Looks like one more time to thank goodness we have random Reds around to defend the good name of Jim Crow segregation.

The difference is, I'm kidding.

Stevo Darkly | September 18, 2007, 6:20pm | #

As per custom here, at some point this thread needs to include claims of the superiority of privately made, American propaganda.

You know, Spuds MacKenzie, "Where's the Beef?", etc.


Ah, yes. I still remember when the propagandists of the Coca-Cola regime forced New Coke upon us.

We groan beneath its foul-tasting yoke to this this day.

Shall classic Coke never return?!

Edwardov Smirnoff | September 18, 2007, 6:23pm | #

In Soviet Russia ... was really not so bad after all!

I do not have punchline!

Edwardov Smirnoff | September 18, 2007, 6:26pm | #

In Soviet Russia, Vaseline-on-the-lens Communist nostalgia remembers you.

Upon Reconsiderashun | September 18, 2007, 6:57pm | #

On da otha han' ... ain't nobody a-gwyne to make a fuss ifn I 'preciates a good old Uncle Remus story fum awr ol' days, is dey? Dey wairn all dat bad neither. Fair be fair.

Zippity doo dah!

ed | September 18, 2007, 7:25pm | #

Damn, those commies did cool art!

Now, if we can somehow separate the human suffering (that made those propaganda posters possible) from the artistic merit of the committee-sanctioned collaborators, we'll have something to enjoy these many years later.
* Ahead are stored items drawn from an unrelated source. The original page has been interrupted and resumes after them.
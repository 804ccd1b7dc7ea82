//! Bulk request bodies.
//!
//! Batches render to the newline-delimited `_bulk` format understood by
//! Elasticsearch and OpenSearch: one action line per request, followed by a
//! source line for index and update actions.

use crate::document::{DocAction, DocumentRequest};
use anyhow::{Context, Result};
use serde_json::{json, Map, Value};
use tokio::io::{AsyncWrite, AsyncWriteExt};
use tracing::debug;

/// Render a batch as one `_bulk` request body.
pub fn bulk_body(requests: &[DocumentRequest]) -> Result<String, serde_json::Error> {
    let mut body = String::new();
    for req in requests {
        let mut meta = Map::new();
        meta.insert(
            req.action.as_str().to_string(),
            json!({ "_index": req.index, "_id": req.id }),
        );
        body.push_str(&serde_json::to_string(&meta)?);
        body.push('\n');

        if let Some(doc) = &req.doc {
            let source = match req.action {
                DocAction::Update => json!({ "doc": doc }),
                _ => Value::Object(doc.clone()),
            };
            body.push_str(&serde_json::to_string(&source)?);
            body.push('\n');
        }
    }
    Ok(body)
}

/// Writes each batch as a `_bulk` body to an async writer.
///
/// The output can be replayed against a search cluster with
/// `curl -H 'Content-Type: application/x-ndjson' --data-binary @FILE .../_bulk`.
pub struct BulkWriter<W> {
    writer: W,
}

impl<W: AsyncWrite + Unpin + Send> BulkWriter<W> {
    pub fn new(writer: W) -> Self {
        Self { writer }
    }

    pub async fn write_batch(&mut self, requests: &[DocumentRequest]) -> Result<()> {
        if requests.is_empty() {
            return Ok(());
        }
        let body = bulk_body(requests).context("failed to serialize bulk body")?;
        self.writer
            .write_all(body.as_bytes())
            .await
            .context("failed to write bulk body")?;
        self.writer.flush().await.context("failed to flush bulk body")?;
        debug!("Wrote bulk body with {} requests", requests.len());
        Ok(())
    }

    pub fn into_inner(self) -> W {
        self.writer
    }
}
//! Error types for rule loading and request building.

use thiserror::Error;

/// Errors raised while translating one row-change event into requests.
///
/// Every variant is fatal to the event. The event handler escalates them to
/// pipeline cancellation because skipping the change would leave the target
/// permanently out of step with the source.
#[derive(Error, Debug, Clone, PartialEq, Eq)]
pub enum BuildError {
    /// The column allow-list excluded every column of the table.
    #[error("no columns found for table '{table}'")]
    NoColumns { table: String },

    /// Update/delete translation needs a primary key to locate the row.
    #[error("no primary key found for table '{table}'")]
    NoPrimaryKey { table: String },

    /// Update events carry (old, new) pairs, so the row count must be even.
    #[error("invalid update rows event, must have 2x rows, but {rows}")]
    MalformedEvent { rows: usize },

    /// A row does not line up with the rule's column list.
    #[error("row has {actual} values but table '{table}' has {expected} columns")]
    RowLength {
        table: String,
        expected: usize,
        actual: usize,
    },

    /// The action tag is not one of insert/update/delete.
    #[error("invalid rows action {0}")]
    InvalidAction(String),
}

/// Errors raised while constructing a [`crate::Rule`].
#[derive(Error, Debug, Clone, PartialEq, Eq)]
pub enum RuleError {
    #[error("rule for {schema}.{table} has no columns")]
    EmptyColumns { schema: String, table: String },

    #[error("rule for {schema}.{table} lists column '{column}' twice")]
    DuplicateColumn {
        schema: String,
        table: String,
        column: String,
    },

    #[error("rule for {schema}.{table}: primary key position {position} is out of range")]
    PrimaryKeyOutOfRange {
        schema: String,
        table: String,
        position: usize,
    },

    #[error("rule for {schema}.{table}: primary key column '{column}' is not a table column")]
    UnknownPrimaryKey {
        schema: String,
        table: String,
        column: String,
    },

    #[error("rule for {schema}.{table}: filter column '{column}' is not a table column")]
    UnknownFilterColumn {
        schema: String,
        table: String,
        column: String,
    },

    #[error("duplicate rule for {0}")]
    DuplicateRule(String),
}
But why fret over the past?
Hell, it's art!

SIV | September 18, 2007, 9:08pm | #

the average Soviet citizen had a better life by any measure than the average rural Black in the American South

No....not even close.

Edward | September 18, 2007, 10:08pm | #

"Actually, Jesse, he seems to think that certain banal historical truths challenge the worldview of some of the denser libertarians."
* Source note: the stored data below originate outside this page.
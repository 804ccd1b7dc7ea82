//! In-memory target store for tests.
//!
//! `RecordingStore` journals every successful store call and only moves
//! executed rows into its committed set on commit, so tests can check both
//! the call sequence and transactional visibility.

use crate::store::{StoreTransaction, TargetStore};
use anyhow::{bail, Result};
use async_trait::async_trait;
use river_core::RowValue;
use std::sync::{Arc, Mutex};

/// A store call that completed.
#[derive(Debug, Clone, PartialEq)]
pub enum StoreOp {
    Begin,
    Prepare(String),
    Execute(String, Vec<RowValue>),
    Close(String),
    Commit,
    Rollback,
}

/// Where the store should inject a failure.
#[derive(Debug, Clone, PartialEq)]
pub enum FailPoint {
    Begin,
    Prepare,
    /// Fail the execution bound to exactly these values.
    Execute(Vec<RowValue>),
    Commit,
}

#[derive(Default)]
struct State {
    journal: Vec<StoreOp>,
    committed: Vec<(String, Vec<RowValue>)>,
    fail_at: Option<FailPoint>,
}

#[derive(Clone, Default)]
pub struct RecordingStore {
    state: Arc<Mutex<State>>,
}

impl RecordingStore {
    pub fn new() -> Self {
        Self::default()
    }

    pub fn fail_at(self, point: FailPoint) -> Self {
        self.state.lock().unwrap().fail_at = Some(point);
        self
    }

    pub fn journal(&self) -> Vec<StoreOp> {
        self.state.lock().unwrap().journal.clone()
    }

    /// Executions that were part of a committed transaction, in order.
    pub fn committed(&self) -> Vec<(String, Vec<RowValue>)> {
        self.state.lock().unwrap().committed.clone()
    }

    fn record(&self, op: StoreOp) {
        self.state.lock().unwrap().journal.push(op);
    }

    fn should_fail(&self, point: &FailPoint) -> bool {
        self.state.lock().unwrap().fail_at.as_ref() == Some(point)
    }
}

#[async_trait]
impl TargetStore for RecordingStore {
    type Transaction = RecordingTransaction;

    async fn begin(&self) -> Result<RecordingTransaction> {
        if self.should_fail(&FailPoint::Begin) {
            bail!("injected begin failure");
        }
        self.record(StoreOp::Begin);
        Ok(RecordingTransaction {
            store: self.clone(),
            pending: Vec::new(),
        })
    }
}

pub struct RecordingTransaction {
    store: RecordingStore,
    pending: Vec<(String, Vec<RowValue>)>,
}

#[async_trait]
impl StoreTransaction for RecordingTransaction {
    type Statement = String;

    async fn prepare(&mut self, query: &str) -> Result<String> {
        if self.store.should_fail(&FailPoint::Prepare) {
            bail!("injected prepare failure");
        }
        self.store.record(StoreOp::Prepare(query.to_string()));
        Ok(query.to_string())
    }

    async fn execute(&mut self, stmt: &String, values: &[RowValue]) -> Result<()> {
        if self.store.should_fail(&FailPoint::Execute(values.to_vec())) {
            bail!("injected execute failure");
        }
        self.store
            .record(StoreOp::Execute(stmt.clone(), values.to_vec()));
        self.pending.push((stmt.clone(), values.to_vec()));
        Ok(())
    }

    async fn close(&mut self, stmt: String) -> Result<()> {
        self.store.record(StoreOp::Close(stmt));
        Ok(())
    }

    async fn commit(self) -> Result<()> {
        if self.store.should_fail(&FailPoint::Commit) {
            bail!("injected commit failure");
        }
        self.store.record(StoreOp::Commit);
        self.store
            .state
            .lock()
            .unwrap()
            .committed
            .extend(self.pending);
        Ok(())
    }

    async fn rollback(self) -> Result<()> {
        self.store.record(StoreOp::Rollback);
        Ok(())
    }
}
Denser libertarians are what the Stalists called the masses. Wacko Aaron Russo is a convenient hero to hold up for the masses to admire. 9/11 truthers are nuts, but objectively good for the movement. The Libertarian vanguard is shamless.

Aresen | September 18, 2007, 10:17pm | #

The only caption I can think of for the second poster would make Pat Robertson's head explode.
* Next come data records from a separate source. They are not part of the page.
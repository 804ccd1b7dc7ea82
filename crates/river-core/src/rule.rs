//! Source-to-target table mapping.
//!
//! A [`Rule`] is built once at startup and never mutated. Every position
//! stored in [`TableInfo::pk_columns`] is checked against the column list at
//! construction, so builders can index rows by position without re-validating
//! the rule for each event.

use crate::error::RuleError;
use std::collections::HashMap;
use std::sync::Arc;

/// Column layout of a source table.
#[derive(Debug, Clone, PartialEq, Eq)]
pub struct TableInfo {
    /// Column names in binlog row order.
    pub columns: Vec<String>,
    /// Positions into `columns` that form the primary key, in key order.
    pub pk_columns: Vec<usize>,
}

impl TableInfo {
    pub fn new(columns: Vec<String>, pk_columns: Vec<usize>) -> Self {
        Self {
            columns,
            pk_columns,
        }
    }

    /// Whether the column at `position` is part of the primary key.
    pub fn is_pk(&self, position: usize) -> bool {
        self.pk_columns.contains(&position)
    }

    /// Primary key column names in key order.
    pub fn pk_names(&self) -> impl Iterator<Item = &str> {
        self.pk_columns.iter().map(|&i| self.columns[i].as_str())
    }
}

/// Mapping from one source table to a target table or index.
#[derive(Debug, Clone, PartialEq, Eq)]
pub struct Rule {
    pub schema: String,
    pub table: String,
    pub target_schema: String,
    /// Target table name, or index name for the search sink.
    pub target_table: String,
    pub table_info: TableInfo,
    filter: Vec<String>,
}

impl Rule {
    /// Create a validated rule.
    ///
    /// An empty `filter` admits every column. An empty primary key is
    /// accepted here and reported by the update/delete builders on first use.
    pub fn new(
        schema: impl Into<String>,
        table: impl Into<String>,
        target_schema: impl Into<String>,
        target_table: impl Into<String>,
        table_info: TableInfo,
        filter: Vec<String>,
    ) -> Result<Self, RuleError> {
        let schema = schema.into();
        let table = table.into();

        if table_info.columns.is_empty() {
            return Err(RuleError::EmptyColumns { schema, table });
        }

        for (i, column) in table_info.columns.iter().enumerate() {
            if table_info.columns[..i].contains(column) {
                return Err(RuleError::DuplicateColumn {
                    schema,
                    table,
                    column: column.clone(),
                });
            }
        }

        if let Some(&position) = table_info
            .pk_columns
            .iter()
            .find(|&&p| p >= table_info.columns.len())
        {
            return Err(RuleError::PrimaryKeyOutOfRange {
                schema,
                table,
                position,
            });
        }

        if let Some(column) = filter.iter().find(|f| !table_info.columns.contains(f)) {
            return Err(RuleError::UnknownFilterColumn {
                schema,
                table,
                column: column.clone(),
            });
        }

        Ok(Self {
            schema,
            table,
            target_schema: target_schema.into(),
            target_table: target_table.into(),
            table_info,
            filter,
        })
    }

    /// Resolve primary key column names to positions and create the rule.
    pub fn with_pk_names(
        schema: impl Into<String>,
        table: impl Into<String>,
        target_schema: impl Into<String>,
        target_table: impl Into<String>,
        columns: Vec<String>,
        pk_names: &[String],
        filter: Vec<String>,
    ) -> Result<Self, RuleError> {
        let schema = schema.into();
        let table = table.into();

        let mut pk_columns = Vec::with_capacity(pk_names.len());
        for name in pk_names {
            match columns.iter().position(|c| c == name) {
                Some(p) => pk_columns.push(p),
                None => {
                    return Err(RuleError::UnknownPrimaryKey {
                        schema,
                        table,
                        column: name.clone(),
                    })
                }
            }
        }

        Self::new(
            schema,
            table,
            target_schema,
            target_table,
            TableInfo::new(columns, pk_columns),
            filter,
        )
    }

    /// Column allow-list predicate.
    pub fn check_filter(&self, column: &str) -> bool {
        self.filter.is_empty() || self.filter.iter().any(|f| f == column)
    }

    /// Positions of the columns admitted by the filter, in column order.
    pub fn filtered_positions(&self) -> Vec<usize> {
        self.table_info
            .columns
            .iter()
            .enumerate()
            .filter(|(_, c)| self.check_filter(c))
            .map(|(i, _)| i)
            .collect()
    }

    /// Key used to look the rule up from a decoded event.
    pub fn key(&self) -> String {
        rule_key(&self.schema, &self.table)
    }
}

/// Case-insensitive `schema:table` lookup key.
pub fn rule_key(schema: &str, table: &str) -> String {
    format!("{schema}:{table}").to_lowercase()
}

/// Read-only set of rules keyed by source table.
#[derive(Debug, Clone, Default)]
pub struct RuleSet {
    rules: HashMap<String, Arc<Rule>>,
}

impl RuleSet {
    pub fn new() -> Self {
        Self::default()
    }

    /// Add a rule, rejecting a second rule for the same source table.
    pub fn insert(&mut self, rule: Rule) -> Result<(), RuleError> {
        let key = rule.key();
        if self.rules.contains_key(&key) {
            return Err(RuleError::DuplicateRule(key));
        }
        self.rules.insert(key, Arc::new(rule));
        Ok(())
    }

    pub fn get(&self, schema: &str, table: &str) -> Option<&Arc<Rule>> {
        self.rules.get(&rule_key(schema, table))
    }

    pub fn len(&self) -> usize {
        self.rules.len()
    }

    pub fn is_empty(&self) -> bool {
        self.rules.is_empty()
    }

    pub fn iter(&self) -> impl Iterator<Item = &Arc<Rule>> {
        self.rules.values()
    }
}

#[cfg(test)]
mod tests {
    use super::*;

    fn columns(names: &[&str]) -> Vec<String> {
        names.iter().map(|s| s.to_string()).collect()
    }

    #[test]
    fn test_with_pk_names_resolves_positions() {
        let rule = Rule::with_pk_names(
            "shop",
            "orders",
            "mirror",
            "orders",
            columns(&["tenant", "id", "total"]),
            &columns(&["tenant", "id"]),
            vec![],
        )
        .unwrap();

        assert_eq!(rule.table_info.pk_columns, vec![0, 1]);
        assert_eq!(rule.table_info.pk_names().collect::<Vec<_>>(), ["tenant", "id"]);
    }

    #[test]
    fn test_unknown_pk_column_rejected() {
        let err = Rule::with_pk_names(
            "shop",
            "users",
            "mirror",
            "users",
            columns(&["id", "name"]),
            &columns(&["uid"]),
            vec![],
        )
        .unwrap_err();
        assert!(matches!(err, RuleError::UnknownPrimaryKey { column, .. } if column == "uid"));
    }

    #[test]
    fn test_pk_position_out_of_range() {
        let err = Rule::new(
            "shop",
            "users",
            "mirror",
            "users",
            TableInfo::new(columns(&["id"]), vec![3]),
            vec![],
        )
        .unwrap_err();
        assert!(matches!(err, RuleError::PrimaryKeyOutOfRange { position: 3, .. }));
    }

    #[test]
    fn test_duplicate_and_empty_columns() {
        let dup = Rule::new(
            "s",
            "t",
            "s",
            "t",
            TableInfo::new(columns(&["id", "id"]), vec![0]),
            vec![],
        );
        assert!(matches!(dup, Err(RuleError::DuplicateColumn { .. })));

        let empty = Rule::new("s", "t", "s", "t", TableInfo::new(vec![], vec![]), vec![]);
        assert!(matches!(empty, Err(RuleError::EmptyColumns { .. })));
    }

    #[test]
    fn test_filter() {
        let rule = Rule::new(
            "shop",
            "users",
            "mirror",
            "users",
            TableInfo::new(columns(&["id", "name", "secret"]), vec![0]),
            columns(&["id", "name"]),
        )
        .unwrap();

        assert!(rule.check_filter("name"));
        assert!(!rule.check_filter("secret"));
        assert_eq!(rule.filtered_positions(), vec![0, 1]);

        let bad = Rule::new(
            "shop",
            "users",
            "mirror",
            "users",
            TableInfo::new(columns(&["id"]), vec![0]),
            columns(&["nope"]),
        );
        assert!(matches!(bad, Err(RuleError::UnknownFilterColumn { .. })));
    }

    #[test]
    fn test_rule_set_lookup_is_case_insensitive() {
        let mut rules = RuleSet::new();
        let rule = Rule::new(
            "Shop",
            "Users",
            "mirror",
            "users",
            TableInfo::new(columns(&["id"]), vec![0]),
            vec![],
        )
        .unwrap();
        rules.insert(rule.clone()).unwrap();

        assert!(rules.get("shop", "users").is_some());
        assert!(rules.get("shop", "orders").is_none());
        assert_eq!(rules.insert(rule), Err(RuleError::DuplicateRule("shop:users".into())));
    }
}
With respect to Soviet Era art in general: There was much innovation in the early 1920's, when I think the first poster dates to. A great deal of very interesting work was done by artists who truly believed in the Communist regime. However, once "Socialist Realism" became the official line in Soviet Art, it quickly degenerated into the sort that the second poster represents. It is really indistinguishable from the art of [Godwin edit] or the "public health" posters produced in the 1950s promoting vaccinations or washing your hands after going to the toilet.

The comparison with early advertizing art is not out of line. Most advertizing art was (and is now) incredibly bad.

David T | September 18, 2007, 11:28pm | #

John: "Unless I missed the Gulags that we locked up black Americans in and worked them to death, I would rather be a black in the South. Not that that was a picnic either, but that statemet betreys an unimaginable historical ignorance on your part."

Parchman Farm was a Cotton Curtain Kolyma.

See http://www.h-net.org/reviews/showrev.cgi?path=22500870194459 "During the Cold War years an article of faith that distinguished the West from the 'Evil Empire' of Soviet Communism was the latter's Siberian gulag, a vast network of prison camps where inmates faced unspeakable brutality and horrors from both nature and man. Of course, nothing of that kind could flourish here. According to David Oshinsky, the U.S. did indeed have its own gulag, and it went by the name of Mississippi. Parchman Farm was its 'first circle.'"

See also http://en.wikipedia.org/wiki/Mississippi_State_Penitentiary

"In 1970 the Civil Rights lawyer Roy Haber began taking statements from inmates, which eventually ran to fifty pages of details of murders, rapes, beatings and other abuses suffered by the inmates from 1969 to 1971. In 1972 in the case of Gates v. Collier decided in federal court, federal judge William C. Keady found that Parchman Farm violated modern standards of decency."

joe | September 19, 2007, 11:47am | #

ed,

Time heals all wounds.

People look at the lovely painting of knights and battles from Europe a few centuries back without their consciences bothering them.